A previous study [ 35 ] shows that when the person trusts the DNs they also felt confident with the use of technology in healthcare at home.
- Nurse–client relationship
The development of different distance-spanning technologies can open up new solutions to perform care and maintain relationships at home [ 3637 ]. As a reaction to this development of increased use of distance-spanning technology, Meleis [ 1 ] argues that many theorists in nursing are going back to basics in human relationships, where the sharing of information during situations of health and illness and the interaction is a tool for building relationships.
Nurse–client relationship - Wikipedia
This emphasis on the importance of basic human interaction highlights the importance when implementing distance-spanning technology in home-based healthcare to work consciously to build and protect the trusting relationship in order to provide good healthcare.
Methodological Consideration The data about relationships in present study was elicited from interview text where nurses were narrating about their experiences about encounters in home-based nursing care.
During the narrations the nurses made detailed descriptions of the relationship and its importance for good nursing care at home. However, it is obvious that the narrations contained limited experiences of harmful or negative relationships in home-based nursing care. This can be seen as a limitation and might have emerged if the nurses had received specific questions about these kinds of relationships.
The authors are well-versed in the nursing literature and have extensive experience in the methodology. The authors have consciously used their theoretical orientation in nursing and their understanding of the text and discussed the different steps of the analysis thoroughly [ 15 ].
In addition, the rigor of the process was supported by using NVivo 9 computer program [ 18 ], which altogether strengthen the trustworthiness of the analysis [ 15 ]. The topic of the study relates to common human phenomenon and is therefore possible to transfer to other similar context in home-based care.

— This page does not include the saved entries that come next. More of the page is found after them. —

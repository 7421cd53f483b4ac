// タスク抽象化
//
// プールが受け付けるのは「run して成功/失敗を返す」能力を持つ任意の値。
// 外部プロセスは command モジュールの CommandTask、それ以外は adapters を使う。

pub mod adapters;
pub mod traits;

// 公開API
pub use adapters::{BlockingTask, FnTask};
pub use traits::*;
// テスト用の進捗報告モック実装

use super::traits::ProgressReporter;
use std::sync::{Arc, Mutex};

#[derive(Clone, Default)]
pub struct MockProgressReporter {
    pub started_calls: Arc<Mutex<Vec<(usize, usize)>>>,
    pub progress_calls: Arc<Mutex<Vec<(usize, usize)>>>,
    pub error_calls: Arc<Mutex<Vec<(usize, String)>>>,
    pub completed_called: Arc<Mutex<Option<(usize, usize)>>>,
}

impl MockProgressReporter {
    pub fn new() -> Self {
        Self::default()
    }
}

#[async_trait::async_trait]
impl ProgressReporter for MockProgressReporter {
    async fn report_started(&self, total_tasks: usize, workers: usize) {
        self.started_calls.lock().unwrap().push((total_tasks, workers));
    }

    async fn report_progress(&self, completed: usize, total: usize) {
        self.progress_calls.lock().unwrap().push((completed, total));
    }

    async fn report_error(&self, index: usize, error: &str) {
        self.error_calls
            .lock()
            .unwrap()
            .push((index, error.to_string()));
    }

    async fn report_completed(&self, succeeded: usize, failed: usize) {
        *self.completed_called.lock().unwrap() = Some((succeeded, failed));
    }
}

#[cfg(test)]
mod tests {
    use super::*;

    #[tokio::test]
    async fn test_progress_reporter_trait() {
        let reporter = MockProgressReporter::new();

        reporter.report_started(4, 2).await;
        reporter.report_progress(1, 4).await;
        reporter.report_error(2, "boom").await;
        reporter.report_completed(3, 1).await;

        assert_eq!(*reporter.started_calls.lock().unwrap(), vec![(4, 2)]);
        assert_eq!(*reporter.progress_calls.lock().unwrap(), vec![(1, 4)]);
        assert_eq!(
            *reporter.error_calls.lock().unwrap(),
            vec![(2, "boom".to_string())]
        );
        assert_eq!(*reporter.completed_called.lock().unwrap(), Some((3, 1)));
    }
}
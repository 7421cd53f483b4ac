// テストユーティリティとスタブタスク

pub mod mocks;

// 公開API
#[allow(unused_imports)]
pub use mocks::*;
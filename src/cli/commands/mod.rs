pub mod run;

pub use run::*;
use std::collections::BTreeMap;

use chrono::{Datelike, Duration, NaiveDate, NaiveTime, Timelike};
use serde::{Deserialize, Serialize};
use tracing::debug;

use crate::domain::models::booking::ExistingBooking;
use crate::domain::models::instructor::{WorkingDayPolicy, WorkingHours};
use crate::domain::ports::{BookingGateway, InstructorDirectory};
use crate::error::BookingError;

/// Classification of one calendar day. Exactly one applies to any date.
#[derive(Debug, Clone, Copy, PartialEq, Eq, Serialize, Deserialize)]
#[serde(rename_all = "lowercase")]
pub enum DayStatus {
    Available,
    Booked,
    Disabled,
}

#[derive(Debug, Clone, Copy, PartialEq, Eq, Serialize, Deserialize)]
pub struct TimeSlot {
    pub time: NaiveTime,
    pub available: bool,
}

/// One cell of the 6x7 month grid, including leading/trailing cells that
/// belong to the neighbouring months.
#[derive(Debug, Clone, Copy, PartialEq, Eq)]
pub struct DayCell {
    pub date: NaiveDate,
    pub status: DayStatus,
    pub in_month: bool,
    pub is_today: bool,
    pub is_selected: bool,
}

pub fn parse_date(text: &str) -> Result<NaiveDate, BookingError> {
    NaiveDate::parse_from_str(text, "%Y-%m-%d")
        .map_err(|_| BookingError::InvalidDate(format!("expected YYYY-MM-DD, got '{text}'")))
}

pub fn parse_time(text: &str) -> Result<NaiveTime, BookingError> {
    NaiveTime::parse_from_str(text, "%H:%M")
        .map_err(|_| BookingError::InvalidDate(format!("expected HH:MM, got '{text}'")))
}

pub fn month_start(year: i32, month: u32) -> Result<NaiveDate, BookingError> {
    NaiveDate::from_ymd_opt(year, month, 1)
        .ok_or_else(|| BookingError::InvalidDate(format!("no such month: {year}-{month:02}")))
}

pub fn month_end(year: i32, month: u32) -> Result<NaiveDate, BookingError> {
    let start = month_start(year, month)?;
    let next = if month == 12 {
        month_start(year + 1, 1)?
    } else {
        month_start(year, month + 1)?
    };
    Ok(next.pred_opt().unwrap_or(start))
}

/// Classify every date of a month. Evaluation order is fixed and stops at the
/// first match: working-day check, then booked check, then the booking window
/// [today, max_date].
pub fn resolve_month(
    year: i32,
    month: u32,
    working_days: &WorkingDayPolicy,
    bookings: &[ExistingBooking],
    today: NaiveDate,
    max_date: NaiveDate,
) -> Result<BTreeMap<NaiveDate, DayStatus>, BookingError> {
    let start = month_start(year, month)?;
    let end = month_end(year, month)?;

    let mut statuses = BTreeMap::new();
    let mut date = start;
    while date <= end {
        let status = if !working_days.accepts(date.weekday()) {
            DayStatus::Disabled
        } else if bookings
            .iter()
            .any(|b| b.blocks_slots() && b.lesson_date == date)
        {
            DayStatus::Booked
        } else if date >= today && date <= max_date {
            DayStatus::Available
        } else {
            DayStatus::Disabled
        };
        statuses.insert(date, status);
        date += Duration::days(1);
    }
    Ok(statuses)
}

/// Slots of `duration_min` starting every `duration_min` minutes.
pub fn resolve_day_slots(
    date: NaiveDate,
    hours: &WorkingHours,
    bookings: &[ExistingBooking],
    duration_min: i64,
) -> Result<Vec<TimeSlot>, BookingError> {
    resolve_day_slots_spaced(date, hours, bookings, duration_min, duration_min)
}

/// Slot generation with the start interval decoupled from the slot length,
/// e.g. 60-minute lessons offered on the half hour. A slot is unavailable if
/// its half-open interval intersects any non-cancelled booking on that date;
/// exact adjacency is not an intersection.
pub fn resolve_day_slots_spaced(
    date: NaiveDate,
    hours: &WorkingHours,
    bookings: &[ExistingBooking],
    duration_min: i64,
    interval_min: i64,
) -> Result<Vec<TimeSlot>, BookingError> {
    if duration_min <= 0 || interval_min <= 0 {
        return Ok(Vec::new());
    }

    let day_bookings: Vec<&ExistingBooking> = bookings
        .iter()
        .filter(|b| b.blocks_slots() && b.lesson_date == date)
        .collect();

    let start_min = i64::from(hours.start.hour()) * 60 + i64::from(hours.start.minute());
    let end_min = i64::from(hours.end.hour()) * 60 + i64::from(hours.end.minute());

    let mut slots = Vec::new();
    let mut cursor = start_min;
    while cursor + duration_min <= end_min {
        let time = NaiveTime::from_hms_opt((cursor / 60) as u32, (cursor % 60) as u32, 0)
            .ok_or_else(|| BookingError::InvalidDate(format!("slot cursor {cursor} out of day")))?;
        let slot_start = date.and_time(time);
        let slot_end = slot_start + Duration::minutes(duration_min);

        let available = !day_bookings.iter().any(|b| b.overlaps(slot_start, slot_end));
        slots.push(TimeSlot { time, available });
        cursor += interval_min;
    }
    Ok(slots)
}

/// Expand a month into the familiar 6-week grid, starting on the Sunday on or
/// before the 1st. Cells outside the month or outside the resolved statuses
/// render as disabled.
pub fn month_grid(
    year: i32,
    month: u32,
    statuses: &BTreeMap<NaiveDate, DayStatus>,
    today: NaiveDate,
    selected: Option<NaiveDate>,
) -> Result<Vec<DayCell>, BookingError> {
    let first = month_start(year, month)?;
    let grid_start = first - Duration::days(i64::from(first.weekday().num_days_from_sunday()));

    let mut cells = Vec::with_capacity(42);
    for offset in 0..42 {
        let date = grid_start + Duration::days(offset);
        let in_month = date.month() == month && date.year() == year;
        let status = if in_month {
            statuses.get(&date).copied().unwrap_or(DayStatus::Disabled)
        } else {
            DayStatus::Disabled
        };
        cells.push(DayCell {
            date,
            status,
            in_month,
            is_today: date == today,
            is_selected: selected == Some(date),
        });
    }
    Ok(cells)
}

/// Pull an instructor's policy and the month's bookings through the ports and
/// resolve the month in one go.
pub async fn load_month_availability(
    directory: &dyn InstructorDirectory,
    gateway: &dyn BookingGateway,
    instructor_id: &str,
    year: i32,
    month: u32,
    today: NaiveDate,
    max_date: NaiveDate,
) -> Result<BTreeMap<NaiveDate, DayStatus>, BookingError> {
    let instructor = directory.get_instructor(instructor_id).await?;
    let start = month_start(year, month)?;
    let end = month_end(year, month)?;
    let bookings = gateway.bookings_in_range(instructor_id, start, end).await?;

    debug!(
        instructor = instructor_id,
        year,
        month,
        bookings = bookings.len(),
        "resolving month availability"
    );

    resolve_month(
        year,
        month,
        &instructor.preferences.working_days,
        &bookings,
        today,
        max_date,
    )
}

#[cfg(test)]
mod tests {
    use super::*;
    use crate::domain::models::booking::BookingStatus;

    fn booking_on(date: NaiveDate, start: &str, duration_min: i64) -> ExistingBooking {
        ExistingBooking {
            lesson_date: date,
            start_time: format!("{start}:00").parse().unwrap(),
            duration_min,
            status: BookingStatus::Confirmed,
        }
    }

    #[test]
    fn month_bounds() {
        assert_eq!(
            month_end(2026, 2).unwrap(),
            NaiveDate::from_ymd_opt(2026, 2, 28).unwrap()
        );
        assert_eq!(
            month_end(2026, 12).unwrap(),
            NaiveDate::from_ymd_opt(2026, 12, 31).unwrap()
        );
        assert!(matches!(
            month_start(2026, 13),
            Err(BookingError::InvalidDate(_))
        ));
    }

    #[test]
    fn cancelled_bookings_never_block() {
        let date = NaiveDate::from_ymd_opt(2026, 9, 14).unwrap(); // a Monday
        let mut b = booking_on(date, "10:00", 60);
        b.status = BookingStatus::Cancelled;

        let statuses = resolve_month(
            2026,
            9,
            &WorkingDayPolicy::default(),
            &[b],
            NaiveDate::from_ymd_opt(2026, 9, 1).unwrap(),
            NaiveDate::from_ymd_opt(2026, 12, 1).unwrap(),
        )
        .unwrap();
        assert_eq!(statuses[&date], DayStatus::Available);
    }

    #[test]
    fn grid_is_six_weeks_aligned_to_sunday() {
        let statuses = BTreeMap::new();
        let today = NaiveDate::from_ymd_opt(2026, 9, 10).unwrap();
        let cells = month_grid(2026, 9, &statuses, today, None).unwrap();
        assert_eq!(cells.len(), 42);
        // 1 Sep 2026 is a Tuesday, so the grid opens on Sunday 30 Aug.
        assert_eq!(cells[0].date, NaiveDate::from_ymd_opt(2026, 8, 30).unwrap());
        assert!(!cells[0].in_month);
        assert!(cells.iter().any(|c| c.is_today));
    }
}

The finding could be transferred in the manner of naturalistic generalization [ 38 ] where the reader interprets and determines which findings can be generalized to another context and also adds to previous knowledge. The transferability is also supported by the fact that it is supported in other nursing literature. In order for nurses to build a trusting relationship in home-based nursing care they have to accept that they enter the home as a guest and communicate something about themself as the person in need of healthcare needs to know who is entering and visiting the home, or who is communicating through distance-spanning technology.
The relationship in home-based nursing care requires conscious efforts from the nurse and a choice of a suitable level of the relationship when maintaining the relationship through home visits as well as through distance-spanning technology. The working context of home-based care is anticipated to change, with the introduction of new technology and revised templates of care. In this process nurses have to safeguard the possibilities of building trusting relationships with the persons in need of home-based care.